--- Information given ---
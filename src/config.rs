//! Configuration types.

use std::time::Duration;

use crate::error::ConfigError;

/// Default name used when the onboarding name field is left blank.
pub const DEFAULT_DREAMER_NAME: &str = "Dreamer";

/// Guided-flow configuration.
#[derive(Debug, Clone)]
pub struct FlowConfig {
    /// Simulated "analysis in progress" delay before the biorhythm result
    /// is revealed.
    pub submission_delay: Duration,
    /// Delay before onboarding completion is signalled.
    pub onboarding_delay: Duration,
    /// Label substituted for an empty onboarding name.
    pub default_name: String,
    /// Path to the settings database used by the binary.
    pub db_path: String,
    /// Product ids offered on the paywall, in display order.
    pub paywall_products: Vec<String>,
}

impl Default for FlowConfig {
    fn default() -> Self {
        Self {
            submission_delay: Duration::from_secs(2),
            onboarding_delay: Duration::ZERO,
            default_name: DEFAULT_DREAMER_NAME.to_string(),
            db_path: "./data/dream-flow.db".to_string(),
            paywall_products: vec!["dream.weekly".to_string(), "dream.yearly".to_string()],
        }
    }
}

impl FlowConfig {
    /// Build config from environment variables, falling back to defaults for
    /// anything unset or unparseable.
    pub fn from_env() -> Self {
        let defaults = Self::default();

        let submission_delay = std::env::var("DREAM_FLOW_SUBMIT_DELAY_MS")
            .ok()
            .and_then(|s| s.parse().ok())
            .map(Duration::from_millis)
            .unwrap_or(defaults.submission_delay);

        let onboarding_delay = std::env::var("DREAM_FLOW_ONBOARDING_DELAY_MS")
            .ok()
            .and_then(|s| s.parse().ok())
            .map(Duration::from_millis)
            .unwrap_or(defaults.onboarding_delay);

        let default_name = std::env::var("DREAM_FLOW_DEFAULT_NAME")
            .ok()
            .map(|s| s.trim().to_string())
            .filter(|s| !s.is_empty())
            .unwrap_or(defaults.default_name);

        let db_path = std::env::var("DREAM_FLOW_DB_PATH").unwrap_or(defaults.db_path);

        let paywall_products = std::env::var("DREAM_FLOW_PAYWALL_PRODUCTS")
            .map(|s| parse_list(&s))
            .unwrap_or(defaults.paywall_products);

        Self {
            submission_delay,
            onboarding_delay,
            default_name,
            db_path,
            paywall_products,
        }
    }

    /// Check values that have no sensible fallback.
    pub fn validate(&self) -> Result<(), ConfigError> {
        if self.paywall_products.is_empty() {
            return Err(ConfigError::InvalidValue {
                key: "DREAM_FLOW_PAYWALL_PRODUCTS".to_string(),
                message: "at least one product id is required".to_string(),
            });
        }
        if self.default_name.trim().is_empty() {
            return Err(ConfigError::InvalidValue {
                key: "DREAM_FLOW_DEFAULT_NAME".to_string(),
                message: "must not be blank".to_string(),
            });
        }
        Ok(())
    }
}

fn parse_list(raw: &str) -> Vec<String> {
    raw.split(',')
        .map(|s| s.trim().to_string())
        .filter(|s| !s.is_empty())
        .collect()
}

#[cfg(test)]
mod tests {
    use super::*;

    #[test]
    fn defaults_match_observed_behaviour() {
        let config = FlowConfig::default();
        assert_eq!(config.submission_delay, Duration::from_secs(2));
        assert_eq!(config.onboarding_delay, Duration::ZERO);
        assert_eq!(config.default_name, "Dreamer");
        assert!(config.validate().is_ok());
    }

    #[test]
    fn parse_list_skips_blanks() {
        assert_eq!(
            parse_list(" dream.weekly, ,dream.yearly ,"),
            vec!["dream.weekly".to_string(), "dream.yearly".to_string()]
        );
        assert!(parse_list("").is_empty());
    }

    #[test]
    fn validate_rejects_empty_product_list() {
        let config = FlowConfig {
            paywall_products: vec![],
            ..Default::default()
        };
        let err = config.validate().unwrap_err();
        assert!(err.to_string().contains("DREAM_FLOW_PAYWALL_PRODUCTS"));
    }

    /// Tests that touch the process environment hold this lock.
    static ENV_LOCK: std::sync::Mutex<()> = std::sync::Mutex::new(());

    const ENV_KEYS: [&str; 5] = [
        "DREAM_FLOW_SUBMIT_DELAY_MS",
        "DREAM_FLOW_ONBOARDING_DELAY_MS",
        "DREAM_FLOW_DEFAULT_NAME",
        "DREAM_FLOW_DB_PATH",
        "DREAM_FLOW_PAYWALL_PRODUCTS",
    ];

    fn with_env<T>(vars: &[(&str, &str)], f: impl FnOnce() -> T) -> T {
        let _guard = ENV_LOCK.lock().unwrap_or_else(|p| p.into_inner());
        // SAFETY: every test that mutates these variables holds ENV_LOCK,
        // and nothing else in the test binary reads them.
        unsafe {
            for key in ENV_KEYS {
                std::env::remove_var(key);
            }
            for (key, value) in vars {
                std::env::set_var(key, value);
            }
        }
        let result = f();
        unsafe {
            for key in ENV_KEYS {
                std::env::remove_var(key);
            }
        }
        result
    }

    #[test]
    fn from_env_reads_values() {
        let config = with_env(
            &[
                ("DREAM_FLOW_SUBMIT_DELAY_MS", "250"),
                ("DREAM_FLOW_ONBOARDING_DELAY_MS", "40"),
                ("DREAM_FLOW_DEFAULT_NAME", "  Sleeper "),
                ("DREAM_FLOW_DB_PATH", "/tmp/dreams.db"),
                ("DREAM_FLOW_PAYWALL_PRODUCTS", "dream.monthly, dream.yearly"),
            ],
            FlowConfig::from_env,
        );
        assert_eq!(config.submission_delay, Duration::from_millis(250));
        assert_eq!(config.onboarding_delay, Duration::from_millis(40));
        assert_eq!(config.default_name, "Sleeper");
        assert_eq!(config.db_path, "/tmp/dreams.db");
        assert_eq!(
            config.paywall_products,
            vec!["dream.monthly".to_string(), "dream.yearly".to_string()]
        );
        assert!(config.validate().is_ok());
    }

    #[test]
    fn from_env_falls_back_on_bad_values() {
        let config = with_env(
            &[
                ("DREAM_FLOW_SUBMIT_DELAY_MS", "soon"),
                ("DREAM_FLOW_ONBOARDING_DELAY_MS", "-5"),
                ("DREAM_FLOW_DEFAULT_NAME", "   "),
            ],
            FlowConfig::from_env,
        );
        let defaults = FlowConfig::default();
        assert_eq!(config.submission_delay, defaults.submission_delay);
        assert_eq!(config.onboarding_delay, defaults.onboarding_delay);
        assert_eq!(config.default_name, DEFAULT_DREAMER_NAME);
        assert_eq!(config.paywall_products, defaults.paywall_products);
    }

    #[test]
    fn from_env_empty_product_list_fails_validation() {
        let config = with_env(
            &[("DREAM_FLOW_PAYWALL_PRODUCTS", " , ")],
            FlowConfig::from_env,
        );
        assert!(config.paywall_products.is_empty());
        assert!(config.validate().is_err());
    }
}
---
What you should do:
Using the material above, reproduce exactly the line that contains "assert_eq!(config.paywall_products, defaults.paywall_products);" and all lines after it through the last one, and only those.

Output below:
        assert_eq!(config.paywall_products, defaults.paywall_products);
    }

    #[test]
    fn from_env_empty_product_list_fails_validation() {
        let config = with_env(
            &[("DREAM_FLOW_PAYWALL_PRODUCTS", " , ")],
            FlowConfig::from_env,
        );
        assert!(config.paywall_products.is_empty());
        assert!(config.validate().is_err());
    }
}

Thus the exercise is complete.